— Data shown —

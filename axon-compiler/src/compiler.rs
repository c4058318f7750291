use anyhow::{bail, Result};

use crate::ast::Program;
use crate::checker::TypeChecker;
use crate::diagnostics::Diagnostics;
use crate::lexer::Lexer;
use crate::lower::Lowerer;
use crate::parser::Parser;
use crate::source::SourceFile;

#[derive(Debug, Default)]
pub struct CompileOptions {
    pub dump_tokens: bool,
}

/// A fully checked program plus the checker that annotated it; the lowerer
/// consumes both.
pub struct Compilation {
    pub program: Program,
    pub checker: TypeChecker,
}

impl Compilation {
    pub fn emit_ir(&self) -> Result<String> {
        let (ir, diagnostics) = Lowerer::new(&self.checker).lower(&self.program);
        if diagnostics.has_errors() {
            let messages = diagnostics
                .entries()
                .iter()
                .map(|diagnostic| diagnostic.message.clone())
                .collect::<Vec<_>>()
                .join("; ");
            bail!(messages);
        }
        Ok(ir)
    }
}

/// Drives the pipeline: lex, parse, check. Each phase accumulates
/// diagnostics; the pipeline halts at the first phase that reports an error
/// so later phases never see malformed input.
pub struct Compiler {
    diagnostics: Diagnostics,
    options: CompileOptions,
}

impl Compiler {
    pub fn new(options: CompileOptions) -> Self {
        Self {
            diagnostics: Diagnostics::new(),
            options,
        }
    }

    pub fn diagnostics(&self) -> &Diagnostics {
        &self.diagnostics
    }

    pub fn compile(&mut self, source: &SourceFile) -> Result<Compilation> {
        if self.options.dump_tokens {
            let mut lexer = Lexer::new(source);
            for token in lexer.tokenize_all() {
                println!("{token:?}");
            }
        }

        let lexer = Lexer::new(source);
        let mut parser = Parser::new(lexer, source.display_name());
        let program = parser.parse();
        let front_diagnostics = parser.into_diagnostics();
        let front_errors = front_diagnostics.has_errors();
        self.diagnostics.extend(front_diagnostics);
        if front_errors {
            bail!("Parsing failed");
        }

        let mut checker = TypeChecker::new();
        checker.check(&program);
        let type_errors = checker.has_errors();
        self.diagnostics.extend(checker.take_diagnostics());
        if type_errors {
            bail!("Type checking failed");
        }

        Ok(Compilation { program, checker })
    }
}
pub const APP_NAME: &str = "Freight Quote";
pub const APP_VERSION: &str = env!("CARGO_PKG_VERSION");
/// Nearest git tag at build time, set by `build.rs`.
pub const GIT_TAG: Option<&str> = option_env!("GIT_TAG");

/// `v1.0.0`, or the release tag when the build recorded one.
pub fn version_label() -> String {
    GIT_TAG.map_or_else(|| format!("v{APP_VERSION}"), str::to_string)
}

#[cfg(test)]
mod tests {
    use super::*;

    #[test]
    fn label_names_a_version() {
        let label = version_label();
        assert!(label.starts_with('v') || GIT_TAG.is_some());
        assert!(!label.is_empty());
    }
}
use std::{collections::BTreeMap, fmt, str::FromStr};

use serde::{Deserialize, Serialize};
use thiserror::Error;

/// The three carriers every quote is compared across.
///
/// Declaration order is the display order (FedEx, DHL, UPS).
#[derive(Clone, Copy, Debug, PartialEq, Eq, PartialOrd, Ord, Hash, Serialize, Deserialize)]
#[serde(rename_all = "UPPERCASE")]
pub enum CarrierId {
    Fedex,
    Dhl,
    Ups,
}

impl CarrierId {
    pub const ALL: [CarrierId; 3] = [CarrierId::Fedex, CarrierId::Dhl, CarrierId::Ups];

    /// Upper-case key used by the reference tables.
    pub fn as_str(&self) -> &'static str {
        match self {
            CarrierId::Fedex => "FEDEX",
            CarrierId::Dhl => "DHL",
            CarrierId::Ups => "UPS",
        }
    }

    pub fn display_name(&self) -> &'static str {
        match self {
            CarrierId::Fedex => "FedEx",
            CarrierId::Dhl => "DHL",
            CarrierId::Ups => "UPS",
        }
    }

    /// Case-insensitive comparison against a raw table cell.
    pub fn matches(&self, raw: &str) -> bool {
        raw.eq_ignore_ascii_case(self.as_str())
    }
}

impl fmt::Display for CarrierId {
    fn fmt(&self, f: &mut fmt::Formatter<'_>) -> fmt::Result {
        f.write_str(self.as_str())
    }
}

#[derive(Debug, Error, PartialEq, Eq)]
#[error("unknown carrier: {0}")]
pub struct UnknownCarrier(pub String);

impl FromStr for CarrierId {
    type Err = UnknownCarrier;

    fn from_str(s: &str) -> Result<Self, Self::Err> {
        CarrierId::ALL
            .into_iter()
            .find(|carrier| carrier.matches(s.trim()))
            .ok_or_else(|| UnknownCarrier(s.to_string()))
    }
}

/// Zone label as it appears in the zone chart (`"3"`) and, prefixed, in
/// rate sheet headers (`"Zone 3"`).
#[derive(Clone, Debug, PartialEq, Eq, PartialOrd, Ord, Hash, Serialize, Deserialize)]
pub struct Zone(String);

#[derive(Debug, Error, PartialEq, Eq)]
pub enum ZoneParseError {
    #[error("zone label is empty")]
    Empty,
    #[error("rate sheet header `{0}` is not a zone column")]
    NotAZoneHeader(String),
}

impl Zone {
    pub const HEADER_PREFIX: &'static str = "Zone ";

    /// Parse a bare zone label such as `"1"` or `" 4 "`.
    pub fn parse(label: &str) -> Result<Self, ZoneParseError> {
        let trimmed = label.trim();
        if trimmed.is_empty() {
            return Err(ZoneParseError::Empty);
        }
        Ok(Self(trimmed.to_string()))
    }

    /// Zone cell exactly as the zone chart holds it, untrimmed and possibly
    /// empty. A label with no matching rate sheet column prices at the
    /// default rate.
    pub fn from_chart(cell: &str) -> Self {
        Self(cell.to_string())
    }

    /// Parse a rate sheet column header such as `"Zone 2"`.
    pub fn from_header(header: &str) -> Result<Self, ZoneParseError> {
        header
            .strip_prefix(Self::HEADER_PREFIX)
            .ok_or_else(|| ZoneParseError::NotAZoneHeader(header.to_string()))
            .and_then(Self::parse)
    }

    pub fn label(&self) -> &str {
        &self.0
    }

    /// Column header form, `"Zone <label>"`.
    pub fn header(&self) -> String {
        format!("{}{}", Self::HEADER_PREFIX, self.0)
    }
}

impl Default for Zone {
    fn default() -> Self {
        Self("1".to_string())
    }
}

impl fmt::Display for Zone {
    fn fmt(&self, f: &mut fmt::Formatter<'_>) -> fmt::Result {
        f.write_str(&self.0)
    }
}

/// One zone chart row. Cells are kept as delivered by the data source.
#[derive(Clone, Debug, PartialEq, Eq, Serialize, Deserialize)]
pub struct ZoneRecord {
    pub country: String,
    pub carrier: String,
    pub zone: String,
}

/// One fuel surcharge window. Dates stay as `YYYY-MM-DD` text.
#[derive(Clone, Debug, PartialEq, Eq, Serialize, Deserialize)]
pub struct FscWindow {
    pub carrier: String,
    pub start_date: String,
    pub end_date: String,
    pub fsc_percent: String,
}

#[derive(Clone, Debug, PartialEq, Eq, Serialize, Deserialize)]
pub struct InteriorDeliveryRecord {
    pub country: String,
    pub amount: String,
}

/// Optional per-carrier charges entered alongside a shipment.
#[derive(Clone, Copy, Debug, Default, PartialEq, Serialize, Deserialize)]
pub struct CarrierSurcharges {
    pub over_dimension: Option<f64>,
    pub over_weight: Option<f64>,
}

/// A single user submission, priced once per carrier.
#[derive(Clone, Debug, PartialEq, Serialize, Deserialize)]
pub struct ShipmentRequest {
    pub id: String,
    pub company: String,
    pub customer_name: String,
    pub country: String,
    /// Informational only; quotes are never converted.
    pub currency: String,
    pub product_value: f64,
    pub weight_kg: f64,
    #[serde(default)]
    pub surcharges: BTreeMap<CarrierId, CarrierSurcharges>,
}

impl ShipmentRequest {
    pub fn surcharges_for(&self, carrier: CarrierId) -> CarrierSurcharges {
        self.surcharges.get(&carrier).copied().unwrap_or_default()
    }
}

/// Itemized cost for one carrier.
#[derive(Clone, Debug, PartialEq, Serialize, Deserialize)]
pub struct CostBreakdown {
    pub zone: Zone,
    pub base_rate: f64,
    pub air_freight: f64,
    pub demand_surcharge: f64,
    pub over_dimension: f64,
    pub over_weight: f64,
    pub interior_delivery: f64,
    /// Fraction, e.g. `0.155`.
    pub fsc_rate: f64,
    pub fsc_amount: f64,
    pub customs: f64,
    pub total_freight: f64,
    pub gst: f64,
    pub cushion: f64,
    pub final_total: f64,
}

impl CostBreakdown {
    /// FSC rate scaled for display (`15.5` for `0.155`).
    pub fn fsc_percent(&self) -> f64 {
        self.fsc_rate * 100.0
    }

    /// Quotes are reported in a single currency, so this is the final total.
    pub fn converted_amount(&self) -> f64 {
        self.final_total
    }
}

/// Side-by-side result for one shipment.
#[derive(Clone, Debug, Default, PartialEq, Serialize, Deserialize)]
pub struct CarrierComparison {
    pub request_id: String,
    pub quotes: BTreeMap<CarrierId, CostBreakdown>,
}

impl CarrierComparison {
    pub fn get(&self, carrier: CarrierId) -> Option<&CostBreakdown> {
        self.quotes.get(&carrier)
    }

    /// Carrier with the lowest final total. Ties keep the earlier carrier.
    pub fn cheapest(&self) -> Option<(CarrierId, &CostBreakdown)> {
        self.quotes
            .iter()
            .fold(None, |best: Option<(CarrierId, &CostBreakdown)>, (carrier, quote)| {
                match best {
                    Some((_, current)) if current.final_total <= quote.final_total => best,
                    _ => Some((*carrier, quote)),
                }
            })
    }
}
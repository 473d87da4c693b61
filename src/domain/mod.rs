//! Pricing logic: reference tables, lookups and cost composition.

pub mod composer;
pub mod entities;
pub mod request;
pub mod resolver;
pub mod tables;

pub use composer::{
    compare_carriers, compute_cost, price_carrier, CostError, LookupAudit, PricedCarrier,
};
pub use entities::{
    CarrierComparison, CarrierId, CarrierSurcharges, CostBreakdown, FscWindow,
    InteriorDeliveryRecord, ShipmentRequest, UnknownCarrier, Zone, ZoneParseError, ZoneRecord,
};
pub use request::{FieldError, ShipmentForm, ValidationErrors};
pub use resolver::{
    resolve_customs, resolve_fsc, resolve_fsc_on, resolve_interior_delivery, resolve_rate,
    resolve_zone, today_utc, Lookup,
};
pub use tables::{RateTable, TableSnapshot, WeightBand};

— Exercise prompt —
Produce a word-for-word copy of everything above from the line holding "Ok(Self(trimmed.to_string()))" down to the line holding "the data source.", with both of those lines kept.

— Answer for the task —
        Ok(Self(trimmed.to_string()))
    }

    /// Zone cell exactly as the zone chart holds it, untrimmed and possibly
    /// empty. A label with no matching rate sheet column prices at the
    /// default rate.
    pub fn from_chart(cell: &str) -> Self {
        Self(cell.to_string())
    }

    /// Parse a rate sheet column header such as `"Zone 2"`.
    pub fn from_header(header: &str) -> Result<Self, ZoneParseError> {
        header
            .strip_prefix(Self::HEADER_PREFIX)
            .ok_or_else(|| ZoneParseError::NotAZoneHeader(header.to_string()))
            .and_then(Self::parse)
    }

    pub fn label(&self) -> &str {
        &self.0
    }

    /// Column header form, `"Zone <label>"`.
    pub fn header(&self) -> String {
        format!("{}{}", Self::HEADER_PREFIX, self.0)
    }
}

impl Default for Zone {
    fn default() -> Self {
        Self("1".to_string())
    }
}

impl fmt::Display for Zone {
    fn fmt(&self, f: &mut fmt::Formatter<'_>) -> fmt::Result {
        f.write_str(&self.0)
    }
}

/// One zone chart row. Cells are kept as delivered by the data source.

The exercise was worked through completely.